Dans son discours, l’auteur de l’épître procède progressivement. Il enlève du


judaïsme pièce après pièce, pour le remplacer par quelque chose de plus excellent,
jusqu’au dernier chapitre où il conclut par la nécessité d’abandonner décidément un ordre
de choses qui a fini son temps, pour se trouver avec Christ hors du camp en portant son
opprobre. Il montre finalement que ceux qui restent attachés aux ordonnances judaïques,
ne peuvent participer à l’autel des chrétiens, de même que, dans le corps de l’épître, il
avait averti ses lecteurs des terribles conséquences résultant de l’abandon du
christianisme après l’avoir connu. Quelle grâce aussi de la part du Seigneur de détacher
du judaïsme ces chrétiens hébreux, au moment où la ruine finale de Jérusalem et du
temple mettait effectivement fin aux ordonnances ! Quel bonheur pour eux d’être
rattachés à un Christ céleste, le même hier et aujourd’hui et éternellement !

L’auteur de l’épître ne se nomme pas.
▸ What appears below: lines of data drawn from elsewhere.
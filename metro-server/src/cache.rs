//! Caching layer for per-city graphs.
//!
//! Building a graph means grouping and sorting a city's whole station list,
//! so the web layer keeps built graphs keyed by (city slug, cost model).
//! Graphs are rebuilt on write: whoever changes a city's stations must call
//! [`GraphCache::invalidate_city`].

use std::sync::Arc;
use std::time::Duration;

use moka::future::Cache as MokaCache;

use crate::domain::normalize_slug;
use crate::graph::{Graph, GraphError};
use crate::planner::CostModel;

/// Cache key for graphs: (city slug, cost model).
type GraphKey = (String, CostModel);

/// Configuration for the cache.
#[derive(Debug, Clone)]
pub struct CacheConfig {
    /// TTL for cached entries.
    pub ttl: Duration,

    /// Maximum number of cached graphs.
    pub max_capacity: u64,
}

impl Default for CacheConfig {
    fn default() -> Self {
        Self {
            ttl: Duration::from_secs(10 * 60),
            max_capacity: 64,
        }
    }
}

/// Cache of built graphs.
pub struct GraphCache {
    graphs: MokaCache<GraphKey, Arc<Graph>>,
}

impl GraphCache {
    /// Create a new cache with the given configuration.
    pub fn new(config: &CacheConfig) -> Self {
        let graphs = MokaCache::builder()
            .time_to_live(config.ttl)
            .max_capacity(config.max_capacity)
            .build();

        Self { graphs }
    }

    /// Get the graph for `city` under `mode`, building it with `build` on a
    /// miss. Concurrent misses for the same key run `build` once.
    pub async fn get_or_build<F>(
        &self,
        city: &str,
        mode: CostModel,
        build: F,
    ) -> Result<Arc<Graph>, GraphError>
    where
        F: FnOnce() -> Result<Graph, GraphError> + Send,
    {
        let key = (normalize_slug(city), mode);
        self.graphs
            .try_get_with(key, async move { build().map(Arc::new) })
            .await
            .map_err(|e| (*e).clone())
    }

    /// Get a cached graph without building.
    pub async fn get(&self, city: &str, mode: CostModel) -> Option<Arc<Graph>> {
        self.graphs.get(&(normalize_slug(city), mode)).await
    }

    /// Drop every cached graph for `city`.
    pub async fn invalidate_city(&self, city: &str) {
        let slug = normalize_slug(city);
        for mode in CostModel::ALL {
            self.graphs.invalidate(&(slug.clone(), mode)).await;
        }
    }

    /// Get cache statistics (for monitoring).
    pub fn entry_count(&self) -> u64 {
        self.graphs.entry_count()
    }

    /// Invalidate all cached entries.
    pub fn invalidate_all(&self) {
        self.graphs.invalidate_all();
    }
}
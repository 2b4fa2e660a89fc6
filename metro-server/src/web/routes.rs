//! HTTP route handlers.

use std::sync::Arc;

use axum::body::Bytes;
use axum::{
    Json, Router,
    extract::{Path, State},
    http::StatusCode,
    response::{IntoResponse, Response},
    routing::{get, post},
};
use tower_http::trace::TraceLayer;
use tracing::{error, warn};

use crate::graph::{Graph, GraphError};
use crate::planner::{CostModel, RouteError};

use super::dto::*;
use super::state::AppState;

/// Create the application router.
pub fn create_router(state: AppState) -> Router {
    Router::new()
        .route("/health", get(health))
        .route("/api/cities", get(list_cities))
        .route("/api/cities/:slug", get(get_city))
        .route("/api/cities/:slug/stations", get(list_stations))
        .route("/api/path/find", post(min_stations_path))
        .route("/api/path/min-stations", post(min_stations_path))
        .route("/api/path/min-time", post(min_time_path))
        .route("/api/path/min-fare", post(min_fare_path))
        .layer(TraceLayer::new_for_http())
        .with_state(state)
}

/// Health check endpoint.
async fn health() -> &'static str {
    "ok"
}

/// Active cities with line and station totals.
async fn list_cities(State(state): State<AppState>) -> Json<Vec<CityResult>> {
    let cities = state
        .directory
        .cities()
        .into_iter()
        .map(|city| {
            let summary = state.directory.summary(&city.slug).unwrap_or_default();
            CityResult::new(city, summary)
        })
        .collect();

    Json(cities)
}

/// One active city.
async fn get_city(
    State(state): State<AppState>,
    Path(slug): Path<String>,
) -> Result<Json<CityResult>, AppError> {
    let city = state.directory.city(&slug).ok_or_else(city_not_found)?;
    let summary = state.directory.summary(&slug).unwrap_or_default();
    Ok(Json(CityResult::new(city, summary)))
}

/// Stations of one active city, sorted by name.
async fn list_stations(
    State(state): State<AppState>,
    Path(slug): Path<String>,
) -> Result<Json<Vec<StationResult>>, AppError> {
    let stations = state
        .directory
        .stations_in(&slug)
        .ok_or_else(city_not_found)?;
    Ok(Json(
        stations.iter().map(StationResult::from_station).collect(),
    ))
}

/// Route with the fewest stations.
async fn min_stations_path(
    State(state): State<AppState>,
    body: Bytes,
) -> Result<Json<StationsPathResponse>, AppError> {
    let (req, graph) = prepare(&state, &body, CostModel::FewestStations).await?;
    let route = state
        .planner
        .stations_on(&graph, req.from.trim(), req.to.trim())?;
    Ok(Json(route.into()))
}

/// Fastest route, charging for line changes.
async fn min_time_path(
    State(state): State<AppState>,
    body: Bytes,
) -> Result<Json<TimePathResponse>, AppError> {
    let (req, graph) = prepare(&state, &body, CostModel::MinTime).await?;
    let route = state
        .planner
        .time_on(&graph, req.from.trim(), req.to.trim())?;
    Ok(Json(route.into()))
}

/// Cheapest route by fare.
async fn min_fare_path(
    State(state): State<AppState>,
    body: Bytes,
) -> Result<Json<FarePathResponse>, AppError> {
    let (req, graph) = prepare(&state, &body, CostModel::MinFare).await?;
    let route = state
        .planner
        .fare_on(&graph, req.from.trim(), req.to.trim())?;
    Ok(Json(route.into()))
}

/// Parse and validate a path request, then fetch the graph for its city.
async fn prepare(
    state: &AppState,
    body: &Bytes,
    mode: CostModel,
) -> Result<(PathRequest, Arc<Graph>), AppError> {
    // Parse JSON manually so we can log the body on failure
    let req: PathRequest = serde_json::from_slice(body).map_err(|e| {
        warn!(error = %e, body = %String::from_utf8_lossy(body), "invalid path request");
        AppError::BadRequest {
            message: format!("Invalid JSON: {e}"),
        }
    })?;

    if req.from.trim().is_empty() {
        return Err(AppError::BadRequest {
            message: "Start station (from) is required".to_string(),
        });
    }
    if req.to.trim().is_empty() {
        return Err(AppError::BadRequest {
            message: "Destination station (to) is required".to_string(),
        });
    }

    let city = req
        .city_slug
        .as_deref()
        .filter(|slug| !slug.trim().is_empty())
        .unwrap_or(&*state.default_city)
        .to_string();

    let graph = state
        .graph(&city, mode)
        .await?
        .ok_or_else(city_not_found)?;
    Ok((req, graph))
}

fn city_not_found() -> AppError {
    AppError::NotFound {
        message: "City not found".to_string(),
    }
}

/// Application error type.
#[derive(Debug)]
pub enum AppError {
    BadRequest { message: String },
    NotFound { message: String },
    Internal { message: String },
}

impl From<RouteError> for AppError {
    fn from(e: RouteError) -> Self {
        match e {
            RouteError::StationNotFound(_) => AppError::NotFound {
                message: "Invalid station names".to_string(),
            },
            RouteError::NoRoute { .. } => AppError::NotFound {
                message: "No path found between these stations".to_string(),
            },
            _ => AppError::Internal {
                message: e.to_string(),
            },
        }
    }
}

impl From<GraphError> for AppError {
    fn from(e: GraphError) -> Self {
        AppError::Internal {
            message: format!("malformed station data: {e}"),
        }
    }
}

impl IntoResponse for AppError {
    fn into_response(self) -> Response {
        let (status, message) = match self {
            AppError::BadRequest { message } => (StatusCode::BAD_REQUEST, message),
            AppError::NotFound { message } => (StatusCode::NOT_FOUND, message),
            AppError::Internal { message } => (StatusCode::INTERNAL_SERVER_ERROR, message),
        };

        if status.is_server_error() {
            error!(%status, %message, "request failed");
        } else {
            warn!(%status, %message, "request rejected");
        }

        let body = Json(ErrorResponse { error: message });
        (status, body).into_response()
    }
}
//! Distance-based fare tiers.

use serde::{Deserialize, Serialize};

/// Error from an inconsistent fare table.
#[derive(Debug, Clone, PartialEq, thiserror::Error)]
pub enum FareError {
    /// Tier bounds must be finite and non-negative
    #[error("fare tier {index} has invalid bound {bound}")]
    InvalidBound { index: usize, bound: f64 },

    /// Tier bounds must be strictly ascending
    #[error("fare tier {index} bound {bound} does not exceed the previous bound {previous}")]
    NotAscending {
        index: usize,
        bound: f64,
        previous: f64,
    },
}

/// One step of the fare table: distances up to and including `max_distance`
/// cost `fare`.
#[derive(Debug, Clone, Copy, PartialEq, Serialize, Deserialize)]
pub struct FareTier {
    pub max_distance: f64,
    pub fare: u32,
}

/// Step function from travelled distance to fare.
///
/// Tiers are checked in ascending order of `max_distance`; distances beyond
/// the last tier pay `beyond`.
#[derive(Debug, Clone, PartialEq, Serialize, Deserialize)]
pub struct FareTable {
    tiers: Vec<FareTier>,
    beyond: u32,
}

impl FareTable {
    /// Create a fare table, checking that tier bounds strictly ascend.
    pub fn new(tiers: Vec<FareTier>, beyond: u32) -> Result<Self, FareError> {
        let table = Self { tiers, beyond };
        table.validate()?;
        Ok(table)
    }

    /// Check tier bounds. Tables read from configuration bypass `new`, so
    /// callers loading them must run this.
    pub fn validate(&self) -> Result<(), FareError> {
        let mut previous: Option<f64> = None;
        for (index, tier) in self.tiers.iter().enumerate() {
            let bound = tier.max_distance;
            if !bound.is_finite() || bound < 0.0 {
                return Err(FareError::InvalidBound { index, bound });
            }
            if let Some(previous) = previous
                && bound <= previous
            {
                return Err(FareError::NotAscending {
                    index,
                    bound,
                    previous,
                });
            }
            previous = Some(bound);
        }
        Ok(())
    }

    /// Fare for travelling `distance`.
    ///
    /// # Examples
    ///
    /// ```
    /// use metro_server::planner::FareTable;
    ///
    /// let fares = FareTable::default();
    /// assert_eq!(fares.fare_for(0.0), 5);
    /// assert_eq!(fares.fare_for(7.5), 15);
    /// assert_eq!(fares.fare_for(42.0), 25);
    /// ```
    pub fn fare_for(&self, distance: f64) -> u32 {
        self.tiers
            .iter()
            .find(|tier| distance <= tier.max_distance)
            .map(|tier| tier.fare)
            .unwrap_or(self.beyond)
    }

    /// The cheapest fare in the table.
    pub fn lowest(&self) -> u32 {
        self.fare_for(0.0)
    }

    /// Tiers in ascending order.
    pub fn tiers(&self) -> &[FareTier] {
        &self.tiers
    }
}

impl Default for FareTable {
    fn default() -> Self {
        let tier = |max_distance, fare| FareTier { max_distance, fare };
        Self {
            tiers: vec![
                tier(2.0, 5),
                tier(5.0, 10),
                tier(10.0, 15),
                tier(20.0, 20),
            ],
            beyond: 25,
        }
    }
}

#[cfg(test)]
mod tests {
    use super::*;

    #[test]
    fn default_breakpoints() {
        let fares = FareTable::default();

        assert_eq!(fares.fare_for(2.0), 5);
        assert_eq!(fares.fare_for(2.01), 10);
        assert_eq!(fares.fare_for(5.0), 10);
        assert_eq!(fares.fare_for(10.0), 15);
        assert_eq!(fares.fare_for(20.0), 20);
        assert_eq!(fares.fare_for(20.01), 25);
    }

    #[test]
    fn zero_distance_is_lowest_tier() {
        let fares = FareTable::default();
        assert_eq!(fares.fare_for(0.0), 5);
        assert_eq!(fares.lowest(), 5);
    }

    #[test]
    fn empty_table_charges_flat_fare() {
        let fares = FareTable::new(vec![], 30).unwrap();
        assert_eq!(fares.fare_for(0.0), 30);
        assert_eq!(fares.fare_for(100.0), 30);
    }

    #[test]
    fn custom_table() {
        let fares = FareTable::new(
            vec![
                FareTier {
                    max_distance: 3.0,
                    fare: 12,
                },
                FareTier {
                    max_distance: 12.0,
                    fare: 24,
                },
            ],
            40,
        )
        .unwrap();

        assert_eq!(fares.fare_for(3.0), 12);
        assert_eq!(fares.fare_for(11.9), 24);
        assert_eq!(fares.fare_for(12.5), 40);
    }

    #[test]
    fn descending_bounds_rejected() {
        let result = FareTable::new(
            vec![
                FareTier {
                    max_distance: 5.0,
                    fare: 10,
                },
                FareTier {
                    max_distance: 2.0,
                    fare: 5,
                },
            ],
            25,
        );
        assert_eq!(
            result.unwrap_err(),
            FareError::NotAscending {
                index: 1,
                bound: 2.0,
                previous: 5.0
            }
        );
    }

    #[test]
    fn repeated_bound_rejected() {
        let tier = FareTier {
            max_distance: 5.0,
            fare: 10,
        };
        assert!(FareTable::new(vec![tier, tier], 25).is_err());
    }

    #[test]
    fn negative_bound_rejected() {
        let tier = FareTier {
            max_distance: -1.0,
            fare: 10,
        };
        assert_eq!(
            FareTable::new(vec![tier], 25).unwrap_err(),
            FareError::InvalidBound {
                index: 0,
                bound: -1.0
            }
        );
    }

    #[test]
    fn deserialize_from_json() {
        let fares: FareTable = serde_json::from_str(
            r#"{"tiers": [{"max_distance": 4, "fare": 8}], "beyond": 16}"#,
        )
        .unwrap();
        assert!(fares.validate().is_ok());
        assert_eq!(fares.fare_for(4.0), 8);
        assert_eq!(fares.fare_for(4.5), 16);
    }
}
Il ne se présente pas comme apôtre, parce


qu’il veut diriger nos regards vers le grand Apôtre, Jésus (chap. 3:1). Il se place au milieu
de ceux auxquels il s’adresse, comme faisant partie avec eux d’une classe de personnes
qui sont en relation avec Dieu depuis longtemps. Telle était, en effet, la position des
Juifs : pour eux, le christianisme, nouvelle relation avec Dieu, se soude, pour ainsi dire, à
une relation antérieure. Il n’en était pas de même des gentils qui, à proprement parler,
n’avaient eu de relations antérieures qu’avec les démons (1 Cor. 10:20-22).